Radiative fluxes at the top of the atmosphere (TOA) from the Clouds and the Earth's Radiant Energy System (CERES) instrument are fundamental variables for understanding the Earth's energy balance and ...how it changes with time. TOA radiative fluxes are derived from the CERES radiance measurements using empirical angular distribution models (ADMs). This paper evaluates the accuracy of CERES TOA fluxes using direct integration and flux consistency tests. Direct integration tests show that the overall bias in regional monthly mean TOA shortwave (SW) flux is less than 0.2Wm(exp -2) and the RMSE is less than 1.1Wm(exp -2). The bias and RMSE are very similar between Terra and Aqua. The bias in regional monthly mean TOA LW fluxes is less than 0.5Wm(exp -2) and the RMSE is less than 0.8Wm(exp -)2 for both Terra and Aqua. The accuracy of the TOA instantaneous flux is assessed by performing tests using fluxes inverted from nadir- and oblique-viewing angles using CERES along-track observations and temporally and spatially matched MODIS observations, and using fluxes inverted from multi-angle MISR observations. The averaged TOA instantaneous SW flux uncertainties from these two tests are about 2.3% (1.9Wm(exp -2) over clear ocean, 1.6% (4.5Wm(exp -2) over clear land, and 2.0% (6.0Wm(exp -) over clear snow/ice; and are about 3.3% (9.0Wm(exp -2), 2.7% (8.4Wm(exp -2), and 3.7% (9.9Wm(exp -2) over ocean, land, and snow/ice under all-sky conditions. The TOA SW flux uncertainties are generally larger for thin broken clouds than for moderate and thick overcast clouds. The TOA instantaneous daytime LW flux uncertainties derived from the CERESMODIS test are 0.5% (1.5Wm(exp -2), 0.8% (2.4Wm(exp -2), and 0.7% (1.3Wm(exp -2) over clear ocean, land, and snow/ice; and are about 1.5% (3.5Wm(exp -2), 1.0% (2.9Wm(exp -2), and 1.1% (2.1Wm(exp -2) over ocean, land, and snow/ice under all-sky conditions.
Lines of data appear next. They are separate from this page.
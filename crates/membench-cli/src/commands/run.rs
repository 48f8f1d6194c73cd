//! `membench run`: execute the benchmark and render the report.

use anyhow::{Context, Result};
use clap::Args;
use membench_common::{BenchConfig, ClockSource, ElementType, IndexedKernels};
use membench_kernels::{run_benchmark, BenchmarkReport};
use std::io::Write;
use std::path::PathBuf;
use tracing::{info, warn};

use crate::output::{write_report, OutputFormat};

/// Run command arguments. Every option overrides the config file and environment.
#[derive(Args, Debug, Default)]
pub struct RunCommand {
    /// Live elements per primary array
    #[arg(short = 'n', long, value_name = "N")]
    pub array_size: Option<usize>,

    /// Elements in the index array used by the indexed kernels
    #[arg(long, value_name = "N")]
    pub index_array_size: Option<usize>,

    /// Padding elements before each array
    #[arg(long, value_name = "N")]
    pub offset: Option<usize>,

    /// Element precision (f32, f64)
    #[arg(short = 't', long, value_name = "TYPE")]
    pub element_type: Option<ElementType>,

    /// Repetitions per kernel; the first is discarded
    #[arg(long, value_name = "N")]
    pub ntimes: Option<usize>,

    /// Enable the Gather kernel
    #[arg(long)]
    pub gather: bool,

    /// Enable the Scatter kernel
    #[arg(long)]
    pub scatter: bool,

    /// Enable the indirect dot product kernel
    #[arg(long)]
    pub indirect_dot: bool,

    /// Enable all indexed kernels
    #[arg(long)]
    pub all_indexed: bool,

    /// Randomly permute the index array
    #[arg(long)]
    pub permute: bool,

    /// Seed for the index permutation (default: current time)
    #[arg(long, value_name = "SEED")]
    pub seed: Option<u64>,

    /// Worker threads (default: all CPUs)
    #[arg(short = 'j', long, value_name = "N")]
    pub threads: Option<usize>,

    /// Clock source (monotonic, wall)
    #[arg(long, value_name = "CLOCK")]
    pub clock: Option<ClockSource>,

    /// Output format (text, json, csv)
    #[arg(long, default_value = "text", value_name = "FORMAT")]
    pub format: OutputFormat,

    /// Output file for results
    #[arg(short, long, value_name = "PATH")]
    pub output: Option<PathBuf>,
}

impl RunCommand {
    /// Layer the command-line options over `config`.
    pub fn apply(&self, config: &mut BenchConfig) {
        if let Some(v) = self.array_size {
            config.array_size = v;
        }
        if let Some(v) = self.index_array_size {
            config.index_array_size = v;
        }
        if let Some(v) = self.offset {
            config.offset = v;
        }
        if let Some(v) = self.element_type {
            config.element_type = v;
        }
        if let Some(v) = self.ntimes {
            config.ntimes = v;
        }
        if self.all_indexed {
            config.kernels = IndexedKernels::all();
        }
        config.kernels.gather |= self.gather;
        config.kernels.scatter |= self.scatter;
        config.kernels.indirect_dot |= self.indirect_dot;
        config.permute_index |= self.permute;
        if self.seed.is_some() {
            config.seed = self.seed;
        }
        if self.threads.is_some() {
            config.threads = self.threads;
        }
        if let Some(v) = self.clock {
            config.clock = v;
        }
    }

    /// Execute the run command.
    pub fn execute(&self, base: BenchConfig) -> Result<()> {
        let mut config = base;
        self.apply(&mut config);
        config.validate().context("Invalid benchmark configuration")?;

        info!(
            array_size = config.array_size,
            element_type = %config.element_type,
            ntimes = config.ntimes,
            "starting benchmark"
        );
        let report = run_benchmark(&config).context("Benchmark run failed")?;
        self.finish(&report)
    }

    /// Render a completed run. A run that failed validation is still
    /// reported and is not an error.
    pub fn finish(&self, report: &BenchmarkReport) -> Result<()> {
        if !report.validation.passed {
            warn!(failed = ?report.validation.failures(), "results did not validate");
        }
        self.output_results(report)
    }

    fn output_results(&self, report: &BenchmarkReport) -> Result<()> {
        let (mut output, color): (Box<dyn Write>, bool) = if let Some(path) = &self.output {
            let file = std::fs::File::create(path)
                .with_context(|| format!("Failed to create output file: {}", path.display()))?;
            (Box::new(std::io::BufWriter::new(file)), false)
        } else {
            (Box::new(std::io::stdout()), console::colors_enabled())
        };
        write_report(report, self.format, output.as_mut(), color)
    }
}
//! Statistics reducer: per-kernel min/avg/max over the retained samples and
//! the best-case bandwidth derived from the minimum.

use crate::kernels::{KernelKind, KernelSet};
use crate::runner::TimingMatrix;
use serde::{Deserialize, Serialize};

/// Summary of one kernel's timings. Times are in seconds.
#[derive(Debug, Clone, PartialEq, Serialize, Deserialize)]
pub struct KernelStatistics {
    pub kind: KernelKind,
    pub label: String,
    pub bytes: u64,
    pub avg_time: f64,
    pub min_time: f64,
    pub max_time: f64,
    /// Decimal MB/s at the minimum time; `None` when that time is zero.
    pub best_rate_mb_s: Option<f64>,
}

/// `bytes * 1e-6 / min_time`.
pub fn best_rate_mb_s(bytes: u64, min_time: f64) -> Option<f64> {
    (min_time > 0.0).then(|| 1.0e-6 * bytes as f64 / min_time)
}

/// Reduce a timing matrix. Repetition 0 of every kernel is ignored.
///
/// Kernels whose rows hold no retained sample get zero times and no rate.
pub fn summarize(kernels: &KernelSet, timings: TimingMatrix) -> Vec<KernelStatistics> {
    kernels
        .iter()
        .enumerate()
        .take(timings.kernel_count())
        .map(|(k, kernel)| {
            let samples = timings.retained(k);
            let (min_time, avg_time, max_time) = min_avg_max(samples);
            let best_rate_mb_s = if samples.is_empty() { None } else { best_rate_mb_s(kernel.bytes, min_time) };
            KernelStatistics {
                kind: kernel.kind,
                label: kernel.label.to_string(),
                bytes: kernel.bytes,
                avg_time,
                min_time,
                max_time,
                best_rate_mb_s,
            }
        })
        .collect()
}

fn min_avg_max(samples: &[f64]) -> (f64, f64, f64) {
    if samples.is_empty() {
        return (0.0, 0.0, 0.0);
    }
    let min = samples.iter().copied().fold(f64::INFINITY, f64::min);
    let max = samples.iter().copied().fold(f64::NEG_INFINITY, f64::max);
    let avg = samples.iter().sum::<f64>() / samples.len() as f64;
    // Rounding in the mean can leave it a hair outside [min, max].
    (min, avg.clamp(min, max), max)
}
The TOA instantaneous nighttime LW flux uncertainties are about 0.5-1% (<2.0Wm(exp -2) for all surface types. Flux uncertainties caused by errors in scene identification are also assessed by using the collocated CALIPSO, CloudSat, CERES and MODIS data product. Errors in scene identification tend to underestimate TOA SW flux by about 0.6Wm(exp -2) and overestimate TOA daytime (nighttime) LW flux by 0.4 (0.2)Wm(exp -2) when all CERES viewing angles are considered.